What the exercise asks: Return all the lines below in which the string "logic" appears.

Given data:

__________

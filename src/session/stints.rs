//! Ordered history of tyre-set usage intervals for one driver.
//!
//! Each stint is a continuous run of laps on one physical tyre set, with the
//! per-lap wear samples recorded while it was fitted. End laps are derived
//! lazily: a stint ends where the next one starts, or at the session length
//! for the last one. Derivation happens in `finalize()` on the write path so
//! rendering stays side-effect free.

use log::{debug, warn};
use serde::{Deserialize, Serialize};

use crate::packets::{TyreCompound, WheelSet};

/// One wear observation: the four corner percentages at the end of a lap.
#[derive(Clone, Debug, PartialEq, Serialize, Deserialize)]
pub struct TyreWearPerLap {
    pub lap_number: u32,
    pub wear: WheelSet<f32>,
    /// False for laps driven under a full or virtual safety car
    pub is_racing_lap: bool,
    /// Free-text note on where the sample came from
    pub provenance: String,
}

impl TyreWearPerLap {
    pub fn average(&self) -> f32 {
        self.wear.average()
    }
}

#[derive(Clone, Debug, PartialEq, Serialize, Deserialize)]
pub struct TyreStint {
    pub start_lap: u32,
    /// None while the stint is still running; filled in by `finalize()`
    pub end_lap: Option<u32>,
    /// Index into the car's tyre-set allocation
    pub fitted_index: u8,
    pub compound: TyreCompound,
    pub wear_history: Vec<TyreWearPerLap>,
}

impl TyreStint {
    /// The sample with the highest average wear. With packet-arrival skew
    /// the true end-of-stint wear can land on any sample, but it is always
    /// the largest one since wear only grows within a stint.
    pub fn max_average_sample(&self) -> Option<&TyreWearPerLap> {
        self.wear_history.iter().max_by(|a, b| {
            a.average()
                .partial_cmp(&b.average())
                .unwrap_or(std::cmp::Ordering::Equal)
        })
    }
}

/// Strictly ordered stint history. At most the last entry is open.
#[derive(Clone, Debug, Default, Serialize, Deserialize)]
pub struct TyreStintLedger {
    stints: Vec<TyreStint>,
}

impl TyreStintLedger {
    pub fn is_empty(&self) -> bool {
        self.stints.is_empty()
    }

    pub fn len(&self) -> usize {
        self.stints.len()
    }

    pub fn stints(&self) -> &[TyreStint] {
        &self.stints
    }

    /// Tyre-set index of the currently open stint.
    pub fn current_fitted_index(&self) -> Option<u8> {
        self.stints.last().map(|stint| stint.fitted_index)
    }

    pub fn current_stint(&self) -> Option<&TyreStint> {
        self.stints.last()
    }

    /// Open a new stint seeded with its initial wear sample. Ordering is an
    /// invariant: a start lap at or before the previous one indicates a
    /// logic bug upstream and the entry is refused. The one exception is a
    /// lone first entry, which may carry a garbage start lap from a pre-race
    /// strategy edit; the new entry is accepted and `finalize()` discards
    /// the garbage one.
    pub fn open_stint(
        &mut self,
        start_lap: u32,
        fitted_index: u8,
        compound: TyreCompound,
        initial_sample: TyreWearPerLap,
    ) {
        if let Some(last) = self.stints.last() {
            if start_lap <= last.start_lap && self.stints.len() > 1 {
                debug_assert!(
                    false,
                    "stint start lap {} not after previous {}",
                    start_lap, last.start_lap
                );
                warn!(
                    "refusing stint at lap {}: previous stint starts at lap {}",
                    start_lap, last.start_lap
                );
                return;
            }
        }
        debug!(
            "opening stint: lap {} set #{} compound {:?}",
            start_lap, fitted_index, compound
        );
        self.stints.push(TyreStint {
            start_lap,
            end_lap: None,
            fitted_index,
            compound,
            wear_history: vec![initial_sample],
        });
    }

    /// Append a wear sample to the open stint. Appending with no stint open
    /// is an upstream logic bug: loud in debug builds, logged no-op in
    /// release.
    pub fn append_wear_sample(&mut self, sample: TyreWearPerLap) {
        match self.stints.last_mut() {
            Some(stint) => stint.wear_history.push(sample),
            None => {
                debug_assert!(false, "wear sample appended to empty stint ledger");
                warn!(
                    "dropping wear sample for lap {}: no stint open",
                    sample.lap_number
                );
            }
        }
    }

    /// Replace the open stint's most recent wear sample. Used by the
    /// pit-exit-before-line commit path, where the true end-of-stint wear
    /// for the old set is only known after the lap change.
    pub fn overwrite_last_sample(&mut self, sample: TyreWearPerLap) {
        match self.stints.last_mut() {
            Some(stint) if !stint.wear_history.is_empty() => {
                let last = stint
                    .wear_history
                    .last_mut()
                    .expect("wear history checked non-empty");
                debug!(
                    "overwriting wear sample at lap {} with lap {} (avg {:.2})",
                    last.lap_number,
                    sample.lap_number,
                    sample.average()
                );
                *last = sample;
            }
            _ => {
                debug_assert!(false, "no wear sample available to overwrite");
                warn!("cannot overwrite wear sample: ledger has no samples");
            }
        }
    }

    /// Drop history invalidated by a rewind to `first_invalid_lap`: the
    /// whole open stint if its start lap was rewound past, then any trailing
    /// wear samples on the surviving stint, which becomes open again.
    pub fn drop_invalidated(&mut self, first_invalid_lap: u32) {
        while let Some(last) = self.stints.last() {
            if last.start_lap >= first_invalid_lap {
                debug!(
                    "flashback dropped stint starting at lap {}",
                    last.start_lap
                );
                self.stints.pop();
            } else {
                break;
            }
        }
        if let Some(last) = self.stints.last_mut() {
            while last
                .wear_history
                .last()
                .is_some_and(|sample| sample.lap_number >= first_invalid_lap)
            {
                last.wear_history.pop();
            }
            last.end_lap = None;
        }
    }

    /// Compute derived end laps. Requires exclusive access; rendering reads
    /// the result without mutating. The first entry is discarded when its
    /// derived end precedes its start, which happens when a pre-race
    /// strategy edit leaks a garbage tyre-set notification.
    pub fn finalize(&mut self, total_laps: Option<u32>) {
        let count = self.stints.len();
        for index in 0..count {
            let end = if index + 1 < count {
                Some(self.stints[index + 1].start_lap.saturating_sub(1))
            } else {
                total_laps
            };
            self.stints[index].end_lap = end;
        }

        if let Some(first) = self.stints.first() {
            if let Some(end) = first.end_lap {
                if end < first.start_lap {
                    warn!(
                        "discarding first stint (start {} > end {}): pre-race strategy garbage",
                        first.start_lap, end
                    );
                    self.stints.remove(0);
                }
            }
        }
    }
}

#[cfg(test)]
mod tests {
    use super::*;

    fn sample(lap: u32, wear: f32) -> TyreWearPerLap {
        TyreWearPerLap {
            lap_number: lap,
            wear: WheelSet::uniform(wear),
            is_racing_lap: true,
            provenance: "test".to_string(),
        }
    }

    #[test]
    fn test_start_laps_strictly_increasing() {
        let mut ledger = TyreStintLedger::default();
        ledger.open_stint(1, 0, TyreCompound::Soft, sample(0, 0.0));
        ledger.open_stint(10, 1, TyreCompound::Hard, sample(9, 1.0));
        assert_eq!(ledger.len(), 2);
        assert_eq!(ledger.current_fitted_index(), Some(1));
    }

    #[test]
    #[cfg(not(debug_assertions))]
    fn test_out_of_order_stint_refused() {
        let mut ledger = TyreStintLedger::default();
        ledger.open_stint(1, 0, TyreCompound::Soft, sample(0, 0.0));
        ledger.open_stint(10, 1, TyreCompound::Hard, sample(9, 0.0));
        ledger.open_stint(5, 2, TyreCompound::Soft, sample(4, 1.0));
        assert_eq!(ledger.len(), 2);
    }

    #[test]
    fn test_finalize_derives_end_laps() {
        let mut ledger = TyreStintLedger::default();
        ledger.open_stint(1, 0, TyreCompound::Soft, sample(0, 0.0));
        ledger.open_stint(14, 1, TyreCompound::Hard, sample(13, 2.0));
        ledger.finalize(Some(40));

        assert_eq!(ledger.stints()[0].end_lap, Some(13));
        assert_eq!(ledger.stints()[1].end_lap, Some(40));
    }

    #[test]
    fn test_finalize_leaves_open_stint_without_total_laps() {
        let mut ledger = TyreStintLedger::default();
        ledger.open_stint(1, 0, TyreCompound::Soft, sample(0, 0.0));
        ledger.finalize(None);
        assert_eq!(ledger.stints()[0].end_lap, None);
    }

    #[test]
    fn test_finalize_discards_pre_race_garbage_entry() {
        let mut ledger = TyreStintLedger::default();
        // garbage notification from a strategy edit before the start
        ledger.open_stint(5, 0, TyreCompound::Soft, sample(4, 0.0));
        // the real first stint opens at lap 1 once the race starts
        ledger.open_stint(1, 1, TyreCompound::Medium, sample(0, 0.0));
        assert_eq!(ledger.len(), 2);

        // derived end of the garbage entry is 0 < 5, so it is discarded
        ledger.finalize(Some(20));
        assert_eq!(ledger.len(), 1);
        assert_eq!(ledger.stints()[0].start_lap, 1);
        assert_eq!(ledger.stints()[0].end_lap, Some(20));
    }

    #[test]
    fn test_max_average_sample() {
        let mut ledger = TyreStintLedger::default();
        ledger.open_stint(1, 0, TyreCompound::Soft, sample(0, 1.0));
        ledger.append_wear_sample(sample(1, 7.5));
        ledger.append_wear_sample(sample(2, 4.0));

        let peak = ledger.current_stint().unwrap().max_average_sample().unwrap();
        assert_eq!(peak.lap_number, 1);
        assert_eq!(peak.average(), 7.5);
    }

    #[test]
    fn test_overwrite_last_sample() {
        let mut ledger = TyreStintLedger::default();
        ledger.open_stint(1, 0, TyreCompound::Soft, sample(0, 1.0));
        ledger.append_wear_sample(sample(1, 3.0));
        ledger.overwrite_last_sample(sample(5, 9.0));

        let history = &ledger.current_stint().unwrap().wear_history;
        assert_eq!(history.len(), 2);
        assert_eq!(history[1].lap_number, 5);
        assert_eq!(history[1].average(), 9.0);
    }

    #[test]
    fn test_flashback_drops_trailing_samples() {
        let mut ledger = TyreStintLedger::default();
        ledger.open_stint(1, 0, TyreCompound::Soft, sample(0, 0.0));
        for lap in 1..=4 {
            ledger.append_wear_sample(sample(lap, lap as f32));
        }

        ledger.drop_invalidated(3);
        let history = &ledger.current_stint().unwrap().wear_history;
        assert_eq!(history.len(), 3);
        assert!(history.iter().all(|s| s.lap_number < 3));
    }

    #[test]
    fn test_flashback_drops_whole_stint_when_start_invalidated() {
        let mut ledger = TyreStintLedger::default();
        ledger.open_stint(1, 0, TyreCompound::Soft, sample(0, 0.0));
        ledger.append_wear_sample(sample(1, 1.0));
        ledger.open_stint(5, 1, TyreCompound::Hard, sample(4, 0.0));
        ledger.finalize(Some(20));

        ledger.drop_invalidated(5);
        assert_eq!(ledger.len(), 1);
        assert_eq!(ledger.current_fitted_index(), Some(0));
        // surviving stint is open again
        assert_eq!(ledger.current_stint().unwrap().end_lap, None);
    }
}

__________

Solution for this task:
    /// logic bug upstream and the entry is refused. The one exception is a
    /// is an upstream logic bug: loud in debug builds, logged no-op in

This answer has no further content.